**NCERT solutions of class 11 maths exercise 11.2 -Conic sections**

All the **NCERT solutions of class 11 maths exercise 11.2 chapter 11-Conic sections** are created here are the solutions of unsolved questions of the **chapter 11-conic sections** which is one of the important chapter.The concept of the chapter **conic section of NCERT text book** is utilised in the industry and science and technology as an example planetry motion,in designing telescope,antennas,reflector in flashlights and automobile headlights.**Conic sections** are actually the surfaces generated by the intersection of a plane on a double napped right circular cone.

**Download pdf of NCERT solutions class 11 chapter 11-Conic Section**

**pdf-NCERT solutions class 11 chapter 11-Conic Section**

All the NCERT solutions are explained by an expert of maths,each NCERT solutions are explained here by a step by step method,so every students can understand it properly,it will help all the students of class 11 studens in boosting their preparation of fortcomming CBSE board exams.

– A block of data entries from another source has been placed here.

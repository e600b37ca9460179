//! Template variable resolution.
//!
//! A variable is filled from the recipient when the operator typed one of the
//! placeholder tokens as its value, or when the variable itself is named
//! after a recipient field (`name`, `village`, `number`...). Anything else is
//! sent as the literal the operator typed.

use super::request::{ContactParams, CustomParam};
use crate::domain::a007_message_template::MessageTemplate;
use crate::shared::phone::to_msisdn;
use crate::shared::recipients::Recipient;
use std::collections::BTreeMap;

#[derive(Debug, Clone, Copy, PartialEq, Eq, Hash)]
pub enum PlaceholderToken {
    FarmerName,
    Village,
    Mobile,
    Taluka,
    District,
}

impl PlaceholderToken {
    pub fn all() -> [PlaceholderToken; 5] {
        [
            PlaceholderToken::FarmerName,
            PlaceholderToken::Village,
            PlaceholderToken::Mobile,
            PlaceholderToken::Taluka,
            PlaceholderToken::District,
        ]
    }

    pub fn token(&self) -> &'static str {
        match self {
            PlaceholderToken::FarmerName => "[Farmer Name]",
            PlaceholderToken::Village => "[Village]",
            PlaceholderToken::Mobile => "[Mobile]",
            PlaceholderToken::Taluka => "[Taluka]",
            PlaceholderToken::District => "[District]",
        }
    }

    pub fn parse(value: &str) -> Option<Self> {
        let trimmed = value.trim();
        PlaceholderToken::all()
            .into_iter()
            .find(|t| t.token().eq_ignore_ascii_case(trimmed))
    }

    fn field_name(&self) -> &'static str {
        match self {
            PlaceholderToken::FarmerName => "name",
            PlaceholderToken::Village => "village",
            PlaceholderToken::Mobile => "number",
            PlaceholderToken::Taluka => "taluka",
            PlaceholderToken::District => "district",
        }
    }

    pub fn value_for(&self, recipient: &Recipient) -> String {
        recipient
            .field(self.field_name())
            .unwrap_or_default()
            .to_string()
    }
}

/// Variable named after a recipient field
pub fn is_recipient_field(variable: &str) -> bool {
    Recipient::default().field(variable).is_some()
}

/// Value sent for `variable` to `recipient`.
///
/// A variable named after a field the recipient has left blank falls back
/// to the typed literal.
pub fn resolve_param_value(variable: &str, global: &str, recipient: &Recipient) -> String {
    if let Some(token) = PlaceholderToken::parse(global) {
        return token.value_for(recipient);
    }
    match recipient.field(variable) {
        Some(value) if !value.trim().is_empty() => value.to_string(),
        _ => global.to_string(),
    }
}

/// Variables that would be sent empty: no typed value and no recipient field
/// to take it from
pub fn empty_param_names(template: &MessageTemplate, globals: &BTreeMap<String, String>) -> Vec<String> {
    template
        .variables
        .iter()
        .filter(|var| {
            let typed = globals.get(*var).map(|v| v.trim()).unwrap_or("");
            typed.is_empty() && !is_recipient_field(var)
        })
        .cloned()
        .collect()
}

/// One parameter set per recipient, in template variable order
pub fn build_contacts(
    template: &MessageTemplate,
    globals: &BTreeMap<String, String>,
    recipients: &[Recipient],
) -> Vec<ContactParams> {
    recipients
        .iter()
        .map(|r| ContactParams {
            phone: to_msisdn(&r.phone),
            name: r.display_name().to_string(),
            custom_params: template
                .variables
                .iter()
                .map(|var| CustomParam {
                    name: var.clone(),
                    value: resolve_param_value(
                        var,
                        globals.get(var).map(String::as_str).unwrap_or(""),
                        r,
                    ),
                })
                .collect(),
        })
        .collect()
}

/// Preview text for the template, personalized for `sample` when given
pub fn preview(
    template: &MessageTemplate,
    globals: &BTreeMap<String, String>,
    sample: Option<&Recipient>,
) -> String {
    template.render(|var| {
        let typed = globals.get(var).map(String::as_str).unwrap_or("");
        match sample {
            Some(r) => resolve_param_value(var, typed, r),
            None if typed.is_empty() => format!("{{{{{}}}}}", var),
            None => typed.to_string(),
        }
    })
}

#[cfg(test)]
mod tests {
    use super::*;

    fn recipient() -> Recipient {
        Recipient {
            id: "64b7f0c2a1e4d3b2c1a09f8e".into(),
            name: "Ramesh".into(),
            phone: "9876543210".into(),
            village: "Wai".into(),
            taluka: "Wai".into(),
            district: "Satara".into(),
            ..Default::default()
        }
    }

    fn template() -> MessageTemplate {
        MessageTemplate {
            name: "offer".into(),
            body: "Hi {{1}}, offer at {{2}} depot: {{3}}".into(),
            variables: vec!["name".into(), "village".into(), "offer_text".into()],
            ..Default::default()
        }
    }

    #[test]
    fn test_variable_named_after_field_ignores_global() {
        assert_eq!(resolve_param_value("village", "Pune", &recipient()), "Wai");
        assert_eq!(resolve_param_value("Village", "", &recipient()), "Wai");
    }

    #[test]
    fn test_placeholder_token_substitutes_recipient_field() {
        assert_eq!(
            resolve_param_value("var1", "[Farmer Name]", &recipient()),
            "Ramesh"
        );
        assert_eq!(resolve_param_value("x", "[mobile]", &recipient()), "9876543210");
        assert_eq!(resolve_param_value("x", "[District]", &recipient()), "Satara");
    }

    #[test]
    fn test_literal_is_used_otherwise() {
        assert_eq!(resolve_param_value("offer_text", "10% off", &recipient()), "10% off");
    }

    #[test]
    fn test_empty_field_falls_back_to_literal() {
        let mut r = recipient();
        r.village.clear();
        assert_eq!(resolve_param_value("village", "your village", &r), "your village");
    }

    #[test]
    fn test_empty_param_names() {
        let mut globals = BTreeMap::new();
        assert_eq!(empty_param_names(&template(), &globals), vec!["offer_text".to_string()]);
        globals.insert("offer_text".to_string(), "10% off".to_string());
        assert!(empty_param_names(&template(), &globals).is_empty());
    }

    #[test]
    fn test_build_contacts_personalizes_each_recipient() {
        let mut globals = BTreeMap::new();
        globals.insert("offer_text".to_string(), "10% off".to_string());
        let mut second = recipient();
        second.name = "Sunita".into();
        second.phone = "09123456789".into();
        second.village = "Bavdhan".into();

        let contacts = build_contacts(&template(), &globals, &[recipient(), second]);
        assert_eq!(contacts.len(), 2);
        assert_eq!(contacts[0].phone, "919876543210");
        assert_eq!(contacts[1].phone, "919123456789");
        assert_eq!(contacts[1].custom_params[0].value, "Sunita");
        assert_eq!(contacts[1].custom_params[1].value, "Bavdhan");
        assert_eq!(contacts[1].custom_params[2].value, "10% off");
    }

    #[test]
    fn test_preview() {
        let globals = BTreeMap::new();
        assert_eq!(
            preview(&template(), &globals, Some(&recipient())),
            "Hi Ramesh, offer at Wai depot: "
        );
        assert_eq!(
            preview(&template(), &globals, None),
            "Hi {{name}}, offer at {{village}} depot: {{offer_text}}"
        );
    }
}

Click here for exercise 11.1 class 11 maths NCERT solutions

**NCERT Solutions of class 11 maths exercise 11.1 chapter 11-Conic sections**

**Q1.Find the coordinates of the focus, axis of parabola, the equation of directrix and the length of the lactus rectum for y² = 12x**

Ans. The given equation is y² = 12x

Here, coefficient of x is positive. Hence, the parabola opens toward the right.

On comparing the equation with y² = 4ax, we obtain

4a = 12

a = 12/4

a = 3

Coordinates of the focus = (a,0) = (3,0)

Since the given equation involves y², the axis of the parabola is the x-axis.

Equation of directrix, x = -a

Length of lactus rectum = 4a = 4 × 3 = 12

**Q2.Find the coordinates of the focus, axis of parabola, the equation of directrix and the length of the lactus rectum for x² = 6y**

Ans. The given equation is x² = 6y

Here, coefficient of y is positive. Hence, the parabola opens upwards.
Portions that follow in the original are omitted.